Nadia wears long sleeves during day and gloves. Dark fabric was chosen for daywear, since the color was easier to keep clean. Lighter colors, such as whites and pastels, were worn at night. White was a symbol of wealth since laundering took a great deal of time and effort. A white gown easily became soiled and required enormous maintenance to keep pristine (imagine how dirty those trains must have become even if the woman was confined to walking indoors.) Jane Austen’s audience knew exactly how pampered Eleanor Tilney was when her character was described as wearing only white.

In her second costume, Sarah wears a long sleeved dress and a quaint Amish straw bonnet with lining, flowers, and a ribbon. Trims were expensive and transferred from dress to dress, on the neck or sleeves, or at the bottom of a dress. Between 1805-1815, embellishments at the hem increased from 1″ of trim to 2″, to 3″ or more in 1817, the year Jane Austen died.

Jaclyn’s polyester pink 1970s gown turns into a pretty Regency ball gown. Today’s enterprising seamstress can order Indian muslin in specialty stores and find sheer netting overlays at curtain shops.

Julie’s pink gown is based on Empress Josephine’s coronation gown. The elaborate satin overdress is worn over a simpler dress underneath.
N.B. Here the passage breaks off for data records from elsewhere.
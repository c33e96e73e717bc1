use crate::console::{Console, Input, Output};
use crate::db::StaffStorage;
use crate::error::StaffError;
use tracing::info;

pub async fn add<R: Input, W: Output>(
    storage: &StaffStorage,
    console: &mut Console<R, W>,
) -> Result<(), StaffError> {
    let name = console.prompt_text("Department name:", "name").await?;
    let id = storage.add_department(&name).await?;
    info!(id, "department added");
    console.say("Department added").await
}

pub async fn view<R: Input, W: Output>(
    storage: &StaffStorage,
    console: &mut Console<R, W>,
) -> Result<(), StaffError> {
    let rows = storage.list_departments().await?;
    console.show_table(&rows).await
}

/// Fails while any role still points at the department.
pub async fn delete<R: Input, W: Output>(
    storage: &StaffStorage,
    console: &mut Console<R, W>,
) -> Result<(), StaffError> {
    let id: i64 = console
        .prompt_parsed("Department id to delete:", "department id")
        .await?;
    storage.delete_department(id).await?;
    info!(id, "department deleted");
    console.say("Department deleted").await
}
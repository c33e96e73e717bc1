//! SQL DDL for the staff tables.
//! SQLite-first; the chain is employees -> roles -> departments.

/// SQLite schema with:
/// - `AUTOINCREMENT` ids so deleted ids are never handed out again
/// - `departments.name` UNIQUE
/// - required foreign keys, no cascade (a referenced row cannot be deleted)
/// - `employees.salary` is the employee's own figure; views report `roles.salary`
pub const SQLITE_INIT: &str = r#"
CREATE TABLE IF NOT EXISTS departments (
    id INTEGER PRIMARY KEY AUTOINCREMENT,
    name TEXT NOT NULL UNIQUE
);

CREATE TABLE IF NOT EXISTS roles (
    id INTEGER PRIMARY KEY AUTOINCREMENT,
    title TEXT NOT NULL,
    salary REAL NOT NULL,
    department_id INTEGER NOT NULL REFERENCES departments(id)
);

CREATE INDEX IF NOT EXISTS idx_roles_department_id ON roles(department_id);

CREATE TABLE IF NOT EXISTS employees (
    id INTEGER PRIMARY KEY AUTOINCREMENT,
    first_name TEXT NOT NULL,
    last_name TEXT NOT NULL,
    role_id INTEGER NOT NULL REFERENCES roles(id),
    salary REAL NOT NULL
);

CREATE INDEX IF NOT EXISTS idx_employees_role_id ON employees(role_id);
"#;
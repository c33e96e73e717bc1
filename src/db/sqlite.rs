use crate::db::models::{Department, Employee, EmployeeDetail, EmployeeField, NewEmployee, Role};
use crate::db::schema::SQLITE_INIT;
use crate::error::StaffError;
use sqlx::sqlite::{SqliteConnectOptions, SqlitePoolOptions, SqliteQueryResult};
use sqlx::{Pool, Sqlite};
use std::str::FromStr;
use tracing::debug;

pub type SqlitePool = Pool<Sqlite>;

/// Open the store behind a single persistent connection.
///
/// One connection keeps every statement strictly ordered and lets
/// `sqlite::memory:` survive for the lifetime of the pool.
pub async fn connect(database_url: &str) -> Result<StaffStorage, StaffError> {
    let connect_opts = SqliteConnectOptions::from_str(database_url)?
        .create_if_missing(true)
        .foreign_keys(true);
    let pool = SqlitePoolOptions::new()
        .max_connections(1)
        .min_connections(1)
        .idle_timeout(None)
        .max_lifetime(None)
        .connect_with(connect_opts)
        .await?;
    Ok(StaffStorage::new(pool))
}

#[derive(Clone)]
pub struct StaffStorage {
    pool: SqlitePool,
}

impl StaffStorage {
    pub fn new(pool: SqlitePool) -> Self {
        Self { pool }
    }

    /// Initialize the schema by executing the bundled DDL.
    pub async fn init_schema(&self) -> Result<(), StaffError> {
        // sqlx::query runs one statement at a time
        for stmt in SQLITE_INIT.split(';') {
            let s = stmt.trim();
            if s.is_empty() {
                continue;
            }
            sqlx::query(s).execute(&self.pool).await?;
        }
        Ok(())
    }

    /// Release the connection. Further queries fail with `PoolClosed`.
    pub async fn close(&self) {
        self.pool.close().await;
    }

    pub async fn add_department(&self, name: &str) -> Result<i64, StaffError> {
        let res = sqlx::query("INSERT INTO departments (name) VALUES (?)")
            .bind(name)
            .execute(&self.pool)
            .await?;
        let id = res.last_insert_rowid();
        debug!(id, department = name, "department inserted");
        Ok(id)
    }

    pub async fn list_departments(&self) -> Result<Vec<Department>, StaffError> {
        let rows = sqlx::query_as::<_, Department>("SELECT id, name FROM departments ORDER BY id")
            .fetch_all(&self.pool)
            .await?;
        Ok(rows)
    }

    /// Exact-match lookup by name.
    pub async fn department_id_by_name(&self, name: &str) -> Result<Option<i64>, StaffError> {
        let rec: Option<(i64,)> = sqlx::query_as("SELECT id FROM departments WHERE name = ?")
            .bind(name)
            .fetch_optional(&self.pool)
            .await?;
        Ok(rec.map(|r| r.0))
    }

    pub async fn delete_department(&self, id: i64) -> Result<(), StaffError> {
        let res = sqlx::query("DELETE FROM departments WHERE id = ?")
            .bind(id)
            .execute(&self.pool)
            .await?;
        ensure_affected(res, "department", id)?;
        debug!(id, "department deleted");
        Ok(())
    }

    pub async fn add_role(
        &self,
        title: &str,
        salary: f64,
        department_id: i64,
    ) -> Result<i64, StaffError> {
        let res = sqlx::query("INSERT INTO roles (title, salary, department_id) VALUES (?, ?, ?)")
            .bind(title)
            .bind(salary)
            .bind(department_id)
            .execute(&self.pool)
            .await?;
        let id = res.last_insert_rowid();
        debug!(id, title, salary, department_id, "role inserted");
        Ok(id)
    }

    pub async fn list_roles(&self) -> Result<Vec<Role>, StaffError> {
        let rows = sqlx::query_as::<_, Role>(
            "SELECT id, title, salary, department_id FROM roles ORDER BY id",
        )
        .fetch_all(&self.pool)
        .await?;
        Ok(rows)
    }

    /// Exact-match lookup by title within one department; the oldest role wins.
    pub async fn role_id_by_title(
        &self,
        title: &str,
        department_id: i64,
    ) -> Result<Option<i64>, StaffError> {
        let rec: Option<(i64,)> = sqlx::query_as(
            "SELECT id FROM roles WHERE title = ? AND department_id = ? ORDER BY id LIMIT 1",
        )
        .bind(title)
        .bind(department_id)
        .fetch_optional(&self.pool)
        .await?;
        Ok(rec.map(|r| r.0))
    }

    pub async fn role_exists(&self, id: i64) -> Result<bool, StaffError> {
        let rec: Option<(i64,)> = sqlx::query_as("SELECT id FROM roles WHERE id = ?")
            .bind(id)
            .fetch_optional(&self.pool)
            .await?;
        Ok(rec.is_some())
    }

    pub async fn delete_role(&self, id: i64) -> Result<(), StaffError> {
        let res = sqlx::query("DELETE FROM roles WHERE id = ?")
            .bind(id)
            .execute(&self.pool)
            .await?;
        ensure_affected(res, "role", id)?;
        debug!(id, "role deleted");
        Ok(())
    }

    pub async fn add_employee(&self, employee: &NewEmployee) -> Result<i64, StaffError> {
        let res = sqlx::query(
            "INSERT INTO employees (first_name, last_name, role_id, salary) VALUES (?, ?, ?, ?)",
        )
        .bind(&employee.first_name)
        .bind(&employee.last_name)
        .bind(employee.role_id)
        .bind(employee.salary)
        .execute(&self.pool)
        .await?;
        let id = res.last_insert_rowid();
        debug!(
            id,
            role_id = employee.role_id,
            salary = employee.salary,
            "employee inserted"
        );
        Ok(id)
    }

    /// Every employee joined through role to department.
    pub async fn list_employees(&self) -> Result<Vec<EmployeeDetail>, StaffError> {
        let rows = sqlx::query_as::<_, EmployeeDetail>(
            r#"
            SELECT employees.id, employees.first_name, employees.last_name,
                   departments.name AS department, roles.title, roles.salary
            FROM employees
            INNER JOIN roles ON employees.role_id = roles.id
            INNER JOIN departments ON roles.department_id = departments.id
            ORDER BY employees.id
            "#,
        )
        .fetch_all(&self.pool)
        .await?;
        Ok(rows)
    }

    pub async fn get_employee(&self, id: i64) -> Result<Option<Employee>, StaffError> {
        let row = sqlx::query_as::<_, Employee>(
            "SELECT id, first_name, last_name, role_id, salary FROM employees WHERE id = ?",
        )
        .bind(id)
        .fetch_optional(&self.pool)
        .await?;
        Ok(row)
    }

    /// Update exactly one column of one employee.
    pub async fn update_employee(&self, id: i64, field: EmployeeField) -> Result<(), StaffError> {
        let res = match field {
            EmployeeField::Role(role_id) => {
                sqlx::query("UPDATE employees SET role_id = ? WHERE id = ?")
                    .bind(role_id)
                    .bind(id)
                    .execute(&self.pool)
                    .await?
            }
            EmployeeField::Salary(salary) => {
                sqlx::query("UPDATE employees SET salary = ? WHERE id = ?")
                    .bind(salary)
                    .bind(id)
                    .execute(&self.pool)
                    .await?
            }
        };
        ensure_affected(res, "employee", id)?;
        debug!(id, column = field.column(), "employee updated");
        Ok(())
    }

    pub async fn delete_employee(&self, id: i64) -> Result<(), StaffError> {
        let res = sqlx::query("DELETE FROM employees WHERE id = ?")
            .bind(id)
            .execute(&self.pool)
            .await?;
        ensure_affected(res, "employee", id)?;
        debug!(id, "employee deleted");
        Ok(())
    }
}

fn ensure_affected(
    res: SqliteQueryResult,
    entity: &'static str,
    id: i64,
) -> Result<(), StaffError> {
    if res.rows_affected() == 0 {
        return Err(StaffError::NotFound { entity, id });
    }
    Ok(())
}
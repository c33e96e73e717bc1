//! ASCII box tables for console listings.
//!
//! ```text
//! +----+-------------+
//! | id | name        |
//! +----+-------------+
//! | 1  | Engineering |
//! +----+-------------+
//! ```

/// A row type that knows its column headers.
pub trait TableRow {
    const HEADERS: &'static [&'static str];

    fn cells(&self) -> Vec<String>;
}

#[derive(Debug, Clone, Default)]
pub struct Table {
    headers: Vec<String>,
    rows: Vec<Vec<String>>,
}

impl Table {
    pub fn new(headers: &[&str]) -> Self {
        Self {
            headers: headers.iter().map(|h| h.to_string()).collect(),
            rows: Vec::new(),
        }
    }

    pub fn from_rows<T: TableRow>(rows: &[T]) -> Self {
        let mut table = Self::new(T::HEADERS);
        for row in rows {
            table.push_row(row.cells());
        }
        table
    }

    /// Short rows are padded with empty cells; extra cells are dropped.
    pub fn push_row(&mut self, mut cells: Vec<String>) {
        cells.resize(self.headers.len(), String::new());
        self.rows.push(cells);
    }

    pub fn render(&self) -> String {
        let widths: Vec<usize> = self
            .headers
            .iter()
            .enumerate()
            .map(|(i, h)| {
                self.rows
                    .iter()
                    .map(|r| r[i].chars().count())
                    .chain(std::iter::once(h.chars().count()))
                    .max()
                    .unwrap_or(0)
            })
            .collect();

        let border = widths
            .iter()
            .map(|w| "-".repeat(w + 2))
            .collect::<Vec<_>>()
            .join("+");
        let border = format!("+{border}+");

        let mut out = String::new();
        out.push_str(&border);
        out.push('\n');
        out.push_str(&render_line(&self.headers, &widths));
        out.push_str(&border);
        out.push('\n');
        for row in &self.rows {
            out.push_str(&render_line(row, &widths));
        }
        if !self.rows.is_empty() {
            out.push_str(&border);
            out.push('\n');
        }
        out
    }
}

fn render_line(cells: &[String], widths: &[usize]) -> String {
    let body = cells
        .iter()
        .zip(widths.iter().copied())
        .map(|(cell, w)| format!(" {cell:<w$} "))
        .collect::<Vec<_>>()
        .join("|");
    format!("|{body}|\n")
}
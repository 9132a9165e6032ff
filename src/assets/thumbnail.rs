use image::imageops::FilterType;
use image::ImageFormat;
use std::fs;
use std::path::{Path, PathBuf};
use std::sync::atomic::{AtomicU64, Ordering};
use thiserror::Error;
use tokio::task;
use tracing::{debug, warn};

/// Bounding size of generated thumbnails (square)
const THUMBNAIL_SIZE: u32 = 256;

/// Distinguishes concurrent writers of the same thumbnail
static WRITE_COUNTER: AtomicU64 = AtomicU64::new(0);

#[derive(Debug, Error)]
pub enum ThumbnailError {
    #[error("could not determine a cache directory")]
    NoCacheDir,
    #[error("thumbnail I/O failed: {0}")]
    Io(#[from] std::io::Error),
    #[error("could not decode or encode image: {0}")]
    Image(#[from] image::ImageError),
    #[error("thumbnail task failed: {0}")]
    Join(#[from] task::JoinError),
}

/// Get the thumbnail cache directory, creating it if needed.
/// Returns ~/.cache/project-showcase/thumbnails on Linux
pub fn cache_dir() -> Result<PathBuf, ThumbnailError> {
    let mut path = dirs_next::cache_dir()
        .or_else(dirs_next::home_dir)
        .ok_or(ThumbnailError::NoCacheDir)?;

    path.push("project-showcase");
    path.push("thumbnails");

    fs::create_dir_all(&path)?;
    Ok(path)
}

/// Expected thumbnail location for `source` inside `cache_dir`.
/// The name is keyed on the source path and its size, so an edited
/// image gets a fresh thumbnail.
pub fn thumbnail_path(cache_dir: &Path, source: &Path) -> PathBuf {
    let mut hasher = blake3::Hasher::new();
    hasher.update(source.to_string_lossy().as_bytes());
    if let Ok(meta) = fs::metadata(source) {
        hasher.update(&meta.len().to_le_bytes());
    }

    let key = hasher.finalize().to_hex();
    cache_dir.join(format!("{}.jpg", &key.as_str()[..16]))
}

/// Generate (or reuse) the thumbnail for `source` inside `cache_dir`.
/// A cached file that no longer decodes is replaced.
pub fn generate(cache_dir: &Path, source: &Path) -> Result<PathBuf, ThumbnailError> {
    let target = thumbnail_path(cache_dir, source);
    if target.exists() {
        if image::open(&target).is_ok() {
            return Ok(target);
        }
        warn!("Discarding unreadable thumbnail: {}", target.display());
        match fs::remove_file(&target) {
            Err(err) if err.kind() != std::io::ErrorKind::NotFound => return Err(err.into()),
            _ => {}
        }
    }

    let img = image::open(source)?;
    let thumbnail = img.resize(THUMBNAIL_SIZE, THUMBNAIL_SIZE, FilterType::Lanczos3);

    // Written under a unique name first so a reader never sees a partial file
    let partial = target.with_extension(format!(
        "{}.{}.part",
        std::process::id(),
        WRITE_COUNTER.fetch_add(1, Ordering::Relaxed)
    ));

    // JPEG has no alpha channel
    let written = thumbnail
        .to_rgb8()
        .save_with_format(&partial, ImageFormat::Jpeg)
        .map_err(ThumbnailError::from)
        .and_then(|()| fs::rename(&partial, &target).map_err(ThumbnailError::from));

    if let Err(err) = written {
        let _ = fs::remove_file(&partial);
        return Err(err);
    }

    debug!("📸 Generated thumbnail: {}", target.display());
    Ok(target)
}

/// Generate thumbnails for a whole gallery off the UI thread.
///
/// The result is aligned with `sources`; entries that failed are `None`
/// and the strip shows the full image for them instead.
pub async fn generate_for_gallery(sources: Vec<PathBuf>) -> Vec<Option<PathBuf>> {
    let count = sources.len();

    let result = task::spawn_blocking(move || {
        let dir = cache_dir()?;
        Ok::<_, ThumbnailError>(
            sources
                .iter()
                .map(|source| match generate(&dir, source) {
                    Ok(path) => Some(path),
                    Err(err) => {
                        warn!("❌ Thumbnail failed for {}: {}", source.display(), err);
                        None
                    }
                })
                .collect::<Vec<_>>(),
        )
    })
    .await
    .map_err(ThumbnailError::from)
    .and_then(|inner| inner);

    match result {
        Ok(thumbnails) => thumbnails,
        Err(err) => {
            warn!("❌ Thumbnail generation skipped: {}", err);
            vec![None; count]
        }
    }
}

#[cfg(test)]
mod tests {
    use super::*;

    fn write_image(dir: &Path, name: &str, width: u32, height: u32) -> PathBuf {
        let path = dir.join(name);
        image::RgbImage::from_pixel(width, height, image::Rgb([40, 120, 200]))
            .save(&path)
            .unwrap();
        path
    }

    #[test]
    fn test_generate_downscales() {
        let dir = tempfile::tempdir().unwrap();
        let source = write_image(dir.path(), "wide.png", 800, 400);

        let thumb = generate(dir.path(), &source).unwrap();
        let (width, height) = image::image_dimensions(&thumb).unwrap();

        assert_eq!(width, THUMBNAIL_SIZE);
        assert_eq!(height, THUMBNAIL_SIZE / 2);
    }

    #[test]
    fn test_generate_reuses_existing() {
        let dir = tempfile::tempdir().unwrap();
        let source = write_image(dir.path(), "photo.png", 300, 300);

        let first = generate(dir.path(), &source).unwrap();
        let modified = fs::metadata(&first).unwrap().modified().unwrap();
        let second = generate(dir.path(), &source).unwrap();

        assert_eq!(first, second);
        assert_eq!(fs::metadata(&second).unwrap().modified().unwrap(), modified);
    }

    #[test]
    fn test_corrupt_cached_thumbnail_is_regenerated() {
        let dir = tempfile::tempdir().unwrap();
        let source = write_image(dir.path(), "photo.png", 400, 200);

        let target = thumbnail_path(dir.path(), &source);
        fs::write(&target, b"\xFF\xD8 truncated").unwrap();

        let thumb = generate(dir.path(), &source).unwrap();

        assert_eq!(thumb, target);
        let (width, height) = image::image_dimensions(&thumb).unwrap();
        assert_eq!((width, height), (THUMBNAIL_SIZE, THUMBNAIL_SIZE / 2));
    }

    #[test]
    fn test_generate_leaves_no_partial_files() {
        let dir = tempfile::tempdir().unwrap();
        let source = write_image(dir.path(), "photo.png", 300, 300);

        generate(dir.path(), &source).unwrap();

        let leftovers = fs::read_dir(dir.path())
            .unwrap()
            .filter_map(Result::ok)
            .filter(|entry| entry.path().extension().and_then(|e| e.to_str()) == Some("part"))
            .count();
        assert_eq!(leftovers, 0);
    }

    #[test]
    fn test_missing_source_fails() {
        let dir = tempfile::tempdir().unwrap();
        let result = generate(dir.path(), &dir.path().join("missing.png"));

        assert!(result.is_err());
    }

    #[test]
    fn test_thumbnail_path_is_stable() {
        let cache = Path::new("/cache");
        let a = thumbnail_path(cache, Path::new("/images/a.png"));

        assert_eq!(a, thumbnail_path(cache, Path::new("/images/a.png")));
        assert_ne!(a, thumbnail_path(cache, Path::new("/images/b.png")));
        assert_eq!(a.extension().and_then(|e| e.to_str()), Some("jpg"));
    }
}
/// Widget styles shared by the card, carousel, lightbox and header
use iced::widget::{button, container};
use iced::{Border, Color, Shadow, Theme, Vector};

const PILL: f32 = 999.0;

/// Card container; brightened slightly in the dark theme
pub fn card(theme: &Theme) -> container::Style {
    let palette = theme.extended_palette();

    container::Style {
        background: Some(palette.background.weak.color.into()),
        text_color: Some(palette.background.weak.text),
        border: Border {
            color: Color {
                a: 0.1,
                ..palette.background.strong.color
            },
            width: 1.0,
            radius: 8.0.into(),
        },
        ..container::Style::default()
    }
}

/// Frame around the inline carousel image
pub fn image_frame(theme: &Theme) -> container::Style {
    let palette = theme.extended_palette();

    container::Style {
        background: Some(palette.background.base.color.into()),
        border: Border {
            color: palette.background.strong.color,
            width: 2.0,
            radius: 8.0.into(),
        },
        shadow: Shadow {
            color: Color {
                a: 0.35,
                ..Color::BLACK
            },
            offset: Vector::new(0.0, 8.0),
            blur_radius: 24.0,
        },
        ..container::Style::default()
    }
}

/// Small rounded chip used for tags and symbolic icons
pub fn chip(theme: &Theme) -> container::Style {
    let palette = theme.extended_palette();

    container::Style {
        background: Some(palette.background.strong.color.into()),
        text_color: Some(palette.background.strong.text),
        border: Border {
            radius: PILL.into(),
            ..Border::default()
        },
        ..container::Style::default()
    }
}

/// Dimmed full-viewport layer behind the lightbox
pub fn backdrop(_theme: &Theme) -> container::Style {
    container::Style {
        background: Some(
            Color {
                a: 0.85,
                ..Color::BLACK
            }
            .into(),
        ),
        ..container::Style::default()
    }
}

pub fn lightbox_content(theme: &Theme) -> container::Style {
    let palette = theme.extended_palette();

    container::Style {
        background: Some(palette.background.base.color.into()),
        text_color: Some(palette.background.base.text),
        border: Border {
            radius: 8.0.into(),
            ..Border::default()
        },
        ..container::Style::default()
    }
}

pub fn header(theme: &Theme) -> container::Style {
    let palette = theme.extended_palette();

    container::Style {
        background: Some(
            Color {
                a: 0.8,
                ..palette.background.base.color
            }
            .into(),
        ),
        shadow: Shadow {
            color: Color {
                a: 0.05,
                ..Color::BLACK
            },
            offset: Vector::new(0.0, 2.0),
            blur_radius: 8.0,
        },
        ..container::Style::default()
    }
}

/// Round previous/next button. While `revealed` is false it is drawn fully
/// transparent but stays in the layout.
pub fn nav_button(revealed: bool) -> impl Fn(&Theme, button::Status) -> button::Style {
    move |theme: &Theme, status: button::Status| {
        if !revealed {
            return button::Style {
                background: None,
                text_color: Color::TRANSPARENT,
                border: Border::default(),
                shadow: Shadow::default(),
            };
        }

        let palette = theme.extended_palette();
        let alpha = match status {
            button::Status::Hovered | button::Status::Pressed => 1.0,
            _ => 0.9,
        };

        button::Style {
            background: Some(
                Color {
                    a: alpha,
                    ..palette.background.base.color
                }
                .into(),
            ),
            text_color: palette.background.base.text,
            border: Border {
                radius: PILL.into(),
                ..Border::default()
            },
            shadow: Shadow {
                color: Color {
                    a: 0.3,
                    ..Color::BLACK
                },
                offset: Vector::new(0.0, 2.0),
                blur_radius: 6.0,
            },
        }
    }
}

/// Position indicator dot
pub fn dot(active: bool, revealed: bool) -> impl Fn(&Theme, button::Status) -> button::Style {
    move |_theme: &Theme, _status: button::Status| {
        let alpha = match (revealed, active) {
            (false, _) => 0.0,
            (true, true) => 1.0,
            (true, false) => 0.5,
        };

        button::Style {
            background: Some(Color { a: alpha, ..Color::WHITE }.into()),
            text_color: Color::TRANSPARENT,
            border: Border {
                radius: PILL.into(),
                ..Border::default()
            },
            shadow: Shadow::default(),
        }
    }
}

pub fn thumbnail(theme: &Theme, status: button::Status) -> button::Style {
    let palette = theme.extended_palette();
    let border_color = match status {
        button::Status::Hovered | button::Status::Pressed => palette.primary.strong.color,
        _ => palette.background.strong.color,
    };

    button::Style {
        background: None,
        text_color: palette.background.base.text,
        border: Border {
            color: border_color,
            width: 2.0,
            radius: 6.0.into(),
        },
        shadow: Shadow::default(),
    }
}

/// Filled pill for "Live" and "Demo" links
pub fn link_filled(_theme: &Theme, status: button::Status) -> button::Style {
    let background = match status {
        button::Status::Hovered | button::Status::Pressed => Color::from_rgb8(0x1f, 0x29, 0x37),
        _ => Color::from_rgb8(0x11, 0x18, 0x27),
    };

    button::Style {
        background: Some(background.into()),
        text_color: Color::WHITE,
        border: Border {
            radius: PILL.into(),
            ..Border::default()
        },
        shadow: Shadow::default(),
    }
}

/// Outlined pill for the source link
pub fn link_outlined(theme: &Theme, status: button::Status) -> button::Style {
    let palette = theme.extended_palette();
    let text_color = match status {
        button::Status::Hovered | button::Status::Pressed => palette.background.base.text,
        _ => Color {
            a: 0.7,
            ..palette.background.base.text
        },
    };

    button::Style {
        background: None,
        text_color,
        border: Border {
            color: text_color,
            width: 1.0,
            radius: PILL.into(),
        },
        shadow: Shadow::default(),
    }
}

pub fn header_link(active: bool) -> impl Fn(&Theme, button::Status) -> button::Style {
    move |theme: &Theme, status: button::Status| {
        let palette = theme.extended_palette();
        let background = if active {
            Some(palette.background.strong.color.into())
        } else {
            None
        };
        let text_color = match (active, status) {
            (true, _) | (_, button::Status::Hovered) => palette.background.base.text,
            _ => Color {
                a: 0.6,
                ..palette.background.base.text
            },
        };

        button::Style {
            background,
            text_color,
            border: Border {
                radius: PILL.into(),
                ..Border::default()
            },
            shadow: Shadow::default(),
        }
    }
}
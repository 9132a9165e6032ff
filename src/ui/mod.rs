/// User interface module
///
/// Views are pure functions of state. Card-level views emit
/// `CardMessage`s and the application tags them with the card's key.

pub mod card;
pub mod carousel;
pub mod header;
pub mod lightbox;
pub mod strip;
pub mod style;

/// Window width at which the hover carousel replaces the thumbnail strip
pub const WIDE_BREAKPOINT: f32 = 1024.0;

/// Layout class derived from the window width
#[derive(Debug, Clone, Copy, PartialEq, Eq)]
pub enum Layout {
    /// Pointer-capable: inline carousel with hover reveal
    Wide,
    /// Touch or small screens: thumbnail strip and lightbox
    Narrow,
}

impl Layout {
    pub fn from_width(width: f32) -> Self {
        if width >= WIDE_BREAKPOINT {
            Layout::Wide
        } else {
            Layout::Narrow
        }
    }
}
Aniela wears a pretty pale dress, very simple in design. Her day look includes short gloves and a basket.  This dress can easily be converted for a night time look by adding the right accessories.

Lynn Marie wears a dramatic ball dress from David’s Bridal. It was an age when showing one’s ankles was deemed scandalous, but showcasing one’s bosom was not. In fact, the Regency shelf was a display area on which a possible suitor could feast his eyes and the lady in question could show off her pretty necklace as well as her womanly assets.

Proper jewelry for that era consisted of small round shapes, such as seed pearls, small crosses, and delicate stones. To resemble a proper Regency miss, one should not wear posts or hoop earrings, long chains of pearls, or chokers, which were a Victorian affectation. Choose flat-heeled ballet style shoes or slippers, and half-boots with outer wear.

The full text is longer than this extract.